*TASK GOAL:* What is the number of lines in the entries that contain the word "entry"? Answer with that figure alone.

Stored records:
******

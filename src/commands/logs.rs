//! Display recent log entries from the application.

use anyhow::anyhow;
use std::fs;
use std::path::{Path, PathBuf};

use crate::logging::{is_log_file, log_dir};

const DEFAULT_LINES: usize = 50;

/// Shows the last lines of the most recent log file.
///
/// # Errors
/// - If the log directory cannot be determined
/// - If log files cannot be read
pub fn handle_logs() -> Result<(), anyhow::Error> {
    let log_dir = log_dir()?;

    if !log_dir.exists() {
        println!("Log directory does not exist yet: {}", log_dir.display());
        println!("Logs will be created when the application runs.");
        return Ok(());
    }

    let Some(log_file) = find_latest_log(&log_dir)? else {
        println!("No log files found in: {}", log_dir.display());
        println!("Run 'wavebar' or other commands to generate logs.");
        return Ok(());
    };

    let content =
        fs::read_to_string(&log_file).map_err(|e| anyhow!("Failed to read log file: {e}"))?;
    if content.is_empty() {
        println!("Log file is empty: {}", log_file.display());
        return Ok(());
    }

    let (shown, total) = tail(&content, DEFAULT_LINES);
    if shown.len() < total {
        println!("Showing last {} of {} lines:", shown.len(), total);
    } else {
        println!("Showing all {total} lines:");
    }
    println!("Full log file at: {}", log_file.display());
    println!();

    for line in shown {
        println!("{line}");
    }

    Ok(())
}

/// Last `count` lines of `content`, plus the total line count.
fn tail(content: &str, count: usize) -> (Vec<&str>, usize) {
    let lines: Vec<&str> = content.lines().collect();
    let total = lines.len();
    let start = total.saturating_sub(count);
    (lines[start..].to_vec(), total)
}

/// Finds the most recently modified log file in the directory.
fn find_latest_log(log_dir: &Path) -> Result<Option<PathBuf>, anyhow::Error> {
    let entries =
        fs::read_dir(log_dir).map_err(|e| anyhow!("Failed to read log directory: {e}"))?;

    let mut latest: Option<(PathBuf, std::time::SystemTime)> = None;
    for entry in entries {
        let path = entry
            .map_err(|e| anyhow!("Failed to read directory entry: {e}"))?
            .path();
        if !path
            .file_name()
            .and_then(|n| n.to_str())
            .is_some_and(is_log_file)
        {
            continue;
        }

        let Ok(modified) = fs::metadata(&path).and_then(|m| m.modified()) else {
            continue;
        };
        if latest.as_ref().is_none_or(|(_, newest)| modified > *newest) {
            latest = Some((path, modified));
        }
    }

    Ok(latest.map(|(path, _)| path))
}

******

*ANSWER TO THE EXERCISE:* 3